Note: This section applies to actual functional changes to the specification.
Fixing typos, grammar, and clarifying concepts that would not change the
semantics of the specification can be done as long as a committer feels comfortable
to merge them. When in doubt starting a discussion on the dev mailing list is
encouraged.

The general steps for adding features to the format are as follows:

1. Design/scoping: The goal of this phase is to identify design goals of a
feature and provide some demonstration that the feature meets those goals.
This phase starts with a discussion of changes on the developer mailing list
(dev@parquet.apache.org). Depending on the scope and goals of the feature the
it can be useful to provide additional artifacts as part of a discussion. The
artifacts can include a design docuemnt, a draft pull request to make the
discussion concrete and/or an prototype implementation to demostrate the
viability of implementation. This step is complete when there is lazy
consensus. Part of the consensus is whether it is sufficient to provide two
working implementations as outlined in step 2, or if demonstration of the
feature with a downstream query engine is necessary to justify the feature
(e.g. demonstrate performance improvements in the Apache Arrow C++ Dataset
library, the Apache DataFusion query engine, or any other open source
engine).

2. Completeness: The goal of this phase is to ensure the feature is viable,
there is no ambiguity in its specification by demonstrating compatibility
between implementations. Once a change has lazy consensus, two
implementations of the feature demonstrating interopability must also be
provided. One implementation MUST be
[`parquet-java`](http://github.com/apache/parquet-java). It is preferred
that the second implementation be
[`parquet-cpp`](https://github.com/apache/arrow) or
[`parquet-rs`](https://github.com/apache/arrow-rs), however at the discretion
of the PMC any open source Parquet implementation may be acceptable.
Implementations whose contributors actively participate in the community
(e.g. keep their feature matrix up-to-date on the Parquet website) are more
likely to be considered. If discussed as a requirement in step 1 above,
demonstration of integration with a query engine is also required for this
step. The implementations must be made available publicly, and they should be
fit for inclusion (for example, they were submitted as a pull request against
the target repository and committers gave positive reviews). Reports on the
benefits from closed source implementations are welcome and can help lend
weight to features desirability but are not sufficient for acceptance of a
new feature.

Unless otherwise discussed, it is expected the implementations will be developed
from their respective main branch (i.e. backporting is not required), to
demonstrate that the feature is mergeable to its implementation.

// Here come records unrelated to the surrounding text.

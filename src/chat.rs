//! Natural-language questions over the journal
//!
//! The raw stream files are handed to an [`AnswerEngine`] as a read-only
//! corpus. Conversation state lives in a [`ChatSession`] value owned by the
//! caller and threaded through each `ask`.

use crate::error::JournalError;
use crate::schema::codec::RowParser;
use crate::store::JournalStore;
use crate::types::StreamKind;
use chrono::{DateTime, Utc};
use serde::Serialize;
use std::collections::HashSet;
use std::fs;
use std::path::PathBuf;
use tracing::debug;
use uuid::Uuid;

/// One stream file as raw text records
#[derive(Debug, Clone, PartialEq, Eq, Serialize)]
pub struct Document {
    pub stream: StreamKind,
    pub path: PathBuf,
    pub header: String,
    /// Data records exactly as they appear in the file
    pub records: Vec<String>,
}

impl Document {
    /// Split file text into its header and raw data records
    pub fn from_text(stream: StreamKind, path: PathBuf, text: &str) -> Self {
        let mut raw = RowParser::new(text).map(|record| match record {
            Ok(row) => row.raw,
            Err(e) => e.raw,
        });
        let header = raw.next().unwrap_or_default();
        Self {
            stream,
            path,
            header,
            records: raw.collect(),
        }
    }
}

/// The documents an answer engine may consult
#[derive(Debug, Clone, Default, Serialize)]
pub struct Corpus {
    documents: Vec<Document>,
}

/// A single record offered to an answer engine
#[derive(Debug, Clone, Copy, PartialEq, Eq)]
pub struct Passage<'a> {
    pub stream: StreamKind,
    pub header: &'a str,
    pub text: &'a str,
}

impl Corpus {
    /// Read every existing stream file; nothing is written
    pub fn from_store(store: &JournalStore) -> Result<Self, JournalError> {
        let mut documents = Vec::new();
        for stream in StreamKind::ALL {
            let path = store.path_for(stream);
            if !path.is_file() {
                continue;
            }
            let bytes = fs::read(&path)?;
            let text = String::from_utf8_lossy(&bytes);
            documents.push(Document::from_text(stream, path, &text));
        }
        debug!(documents = documents.len(), "built chat corpus");
        Ok(Self { documents })
    }

    pub fn from_documents(documents: Vec<Document>) -> Self {
        Self { documents }
    }

    pub fn documents(&self) -> &[Document] {
        &self.documents
    }

    pub fn is_empty(&self) -> bool {
        self.documents.iter().all(|d| d.records.is_empty())
    }

    /// Every record in stream order, then file order
    pub fn passages(&self) -> impl Iterator<Item = Passage<'_>> {
        self.documents.iter().flat_map(|doc| {
            doc.records.iter().map(move |text| Passage {
                stream: doc.stream,
                header: &doc.header,
                text,
            })
        })
    }
}

/// One question and its answer
#[derive(Debug, Clone, PartialEq, Eq, Serialize)]
pub struct ChatTurn {
    pub asked_at: DateTime<Utc>,
    pub question: String,
    pub answer: String,
}

/// Something that can answer questions against a corpus
pub trait AnswerEngine {
    fn answer(
        &self,
        corpus: &Corpus,
        history: &[ChatTurn],
        question: &str,
    ) -> Result<String, JournalError>;
}

/// Conversation state
#[derive(Debug, Clone, PartialEq, Eq, Serialize)]
pub struct ChatSession {
    pub id: Uuid,
    pub started_at: DateTime<Utc>,
    history: Vec<ChatTurn>,
}

/// A finished conversation
#[derive(Debug, Clone, PartialEq, Eq, Serialize)]
pub struct Transcript {
    pub id: Uuid,
    pub started_at: DateTime<Utc>,
    pub ended_at: DateTime<Utc>,
    pub turns: Vec<ChatTurn>,
}

impl Default for ChatSession {
    fn default() -> Self {
        Self::new()
    }
}

impl ChatSession {
    pub fn new() -> Self {
        Self {
            id: Uuid::new_v4(),
            started_at: Utc::now(),
            history: Vec::new(),
        }
    }

    pub fn history(&self) -> &[ChatTurn] {
        &self.history
    }

    /// Ask one question. The returned session carries the new turn on
    /// success and is unchanged on failure.
    pub fn ask(
        mut self,
        engine: &dyn AnswerEngine,
        corpus: &Corpus,
        question: &str,
    ) -> (Self, Result<String, JournalError>) {
        let question = question.trim();
        if question.is_empty() {
            return (self, Err(JournalError::Chat("question is empty".to_string())));
        }

        match engine.answer(corpus, &self.history, question) {
            Ok(answer) => {
                self.history.push(ChatTurn {
                    asked_at: Utc::now(),
                    question: question.to_string(),
                    answer: answer.clone(),
                });
                (self, Ok(answer))
            }
            Err(e) => (self, Err(e)),
        }
    }

    pub fn end(self) -> Transcript {
        Transcript {
            id: self.id,
            started_at: self.started_at,
            ended_at: Utc::now(),
            turns: self.history,
        }
    }
}

const STOP_WORDS: &[&str] = &[
    "a", "an", "and", "any", "are", "at", "did", "do", "does", "for", "have", "how", "i", "in",
    "is", "it", "me", "my", "of", "on", "or", "the", "to", "was", "what", "when", "which", "with",
];

fn terms(text: &str) -> HashSet<String> {
    text.split(|c: char| !c.is_alphanumeric())
        .filter(|t| !t.is_empty())
        .map(str::to_lowercase)
        .filter(|t| !STOP_WORDS.contains(&t.as_str()))
        .collect()
}

/// Offline engine: ranks records by how many question terms they contain
#[derive(Debug, Clone)]
pub struct KeywordEngine {
    pub max_passages: usize,
}

impl Default for KeywordEngine {
    fn default() -> Self {
        Self { max_passages: 3 }
    }
}

impl AnswerEngine for KeywordEngine {
    fn answer(
        &self,
        corpus: &Corpus,
        _history: &[ChatTurn],
        question: &str,
    ) -> Result<String, JournalError> {
        if corpus.is_empty() {
            return Ok("The journal has no entries yet.".to_string());
        }

        let wanted = terms(question);
        let mut scored: Vec<(usize, Passage<'_>)> = corpus
            .passages()
            .map(|p| {
                let mut found = terms(p.text);
                found.insert(p.stream.as_str().to_string());
                (wanted.intersection(&found).count(), p)
            })
            .filter(|(score, _)| *score > 0)
            .collect();
        // stable: equal scores stay in corpus order
        scored.sort_by(|a, b| b.0.cmp(&a.0));

        if scored.is_empty() {
            return Ok("I could not find anything in the journal about that.".to_string());
        }

        let mut out = String::from("Here is what the journal shows:\n");
        for (_, passage) in scored.iter().take(self.max_passages) {
            out.push_str(&format!("- [{}] {}\n", passage.stream, passage.text));
        }
        Ok(out)
    }
}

3. Ratification: After the first two steps are complete a formal vote is held on
dev@parquet.apache.org to officially ratify the feature. After the vote
passes the format change is merged into the `parquet-format` repository and
it is expected the changes from step 2 will also be merged soon after
(implementations should not be merged until the addition has been merged to
`parquet-format`).

#### General guidelines/preferences on additions.

1. To the greatest extent possible changes should have an option for forward
compatibility (old readers can still read files). The [compatibility and
feature enablement](#compatibility-and-feature-enablement) section below
provides more details on expectations for changes that break compatibility.

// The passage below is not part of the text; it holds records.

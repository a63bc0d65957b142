//! Seed a data directory with a week of sample entries
//!
//! Usage: cargo run --example seed_journal -- <data_dir>

use synheart_journal::forms::{EmotionForm, MealForm, SymptomForm};
use synheart_journal::views;
use synheart_journal::{JournalStore, LoadPolicy, StreamKind, StreamReader};

fn main() {
    let data_dir = std::env::args().nth(1).unwrap_or_else(|| "journal-data".to_string());
    let store = JournalStore::new(&data_dir);

    let meals = [
        ("Breakfast", "08:00", "oatmeal and coffee"),
        ("Lunch", "12:30", "lentil soup"),
        ("Dinner", "19:00", "pasta with tomato sauce"),
    ];
    let symptoms = [("Stomachache", "13:30", 3), ("Headache", "20:00", 5)];

    for day in 1..=7 {
        let date = format!("2024-03-{day:02}");

        for (meal_type, time, food) in meals {
            let form = MealForm {
                date: date.clone(),
                time: time.to_string(),
                meal_type: meal_type.to_string(),
                food_consumed: food.to_string(),
                notes: None,
            };
            if let Err(e) = form.validate().map_err(Into::into).and_then(|m| store.append(&m)) {
                eprintln!("Error: {e}");
                return;
            }
        }

        for (symptom_type, time, base) in symptoms {
            let form = SymptomForm {
                date: date.clone(),
                time: time.to_string(),
                symptom_type: symptom_type.to_string(),
                severity: base + (day % 3),
                notes: (day % 2 == 0).then(|| "after a long meeting".to_string()),
            };
            if let Err(e) = form.validate().map_err(Into::into).and_then(|s| store.append(&s)) {
                eprintln!("Error: {e}");
                return;
            }

            // Logged in the same minute so bucketed correlation lines them up
            let form = EmotionForm {
                date: date.clone(),
                time: time.to_string(),
                emotion_type: "Anxious".to_string(),
                severity: base + (day % 3) - 1,
                notes: None,
            };
            if let Err(e) = form.validate().map_err(Into::into).and_then(|s| store.append(&s)) {
                eprintln!("Error: {e}");
                return;
            }
        }
    }

    let reader = StreamReader::new(&data_dir, LoadPolicy::Strict);
    match reader.load(StreamKind::Meals) {
        Ok(loaded) => match views::top_n(&loaded.table, "food_consumed", 3) {
            Ok(top) => {
                println!("Seeded {} with {} meals", data_dir, loaded.table.len());
                for entry in top {
                    println!("  {} ({})", entry.value, entry.count);
                }
            }
            Err(e) => eprintln!("Error: {e}"),
        },
        Err(e) => eprintln!("Error: {e}"),
    }
}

2. New encodings should be fully specified in this repository and not
rely on an external dependencies for implementation (i.e. `parquet-format` is
the source of truth for the encoding). If it does require an
external dependency, then the external dependency must have its
own specification separate from implementation.

3. New compression mechanisms should have a pure Java implementation that can be
used as a dependency in `parquet-java`, exceptions may be
discussed on the mailing list to see if a non-native Java
implementation is acceptable.

### Releases

The Parquet PMC aims to do releases of the format package only as needed when
new features are introduced. If multiple new features are being proposed
simultaneously some features might be consolidated into the same release.
Guidance is provided below on when implementations should enable features added
to the specification. Due to confusion in the past over Parquet versioning it
is not expected that there will be a 3.x release of the specification in the
foreseeable future.

### Compatibility and Feature Enablement

For the purposes of this discussion we classify features into the following buckets:

1. Backward compatible. A file written under an older version of the format
should be readable under a newer version of the format.

2. Forward compatible. A file written under a newer version of the format with
the feature enabled can be read under an older version of the format, but
some metadata might be missing or performance might be suboptimal. Simply
phrased, forward compatible means all data can be read back in an older
version of the format. New logical types are considered forward
compatible despite the loss of semantic meaning.

3. Forward incompatible. A file written under a newer version of the format with
the feature enabled cannot be read under an older version of the format (e.g.
adding and using a new compression algorithm). It is expected any feature in
this category will provide a signal to older readers, so they can
unambiguously determine that they cannot properly read the file (e.g. via
adding a new value to an existing enum).

New features are intended to be widely beneficial to users of Parquet, and
therefore it is hoped third-party implementations will adopt them quickly after
they are introduced. It is assumed that writing new parts of the format, and
especially forward incompatible features, will be configured with a feature flag
defaulted to "off", and at some future point the feature is turned on by default
(reading of the new feature will typically be enabled without configuration or
defaulted to on). Some amount of lead time is desirable to ensure a critical
mass of Parquet implementations support a feature to avoid compatibility issues
across the ecosystem. Therefore, the Parquet PMC gives the following
recommendations for managing features:

1. Backward compatibility is the concern of implementations but given the
ubiquity of Parquet and the length of time it has been used, libraries should
support reading older versions of the format to the greatest extent possible.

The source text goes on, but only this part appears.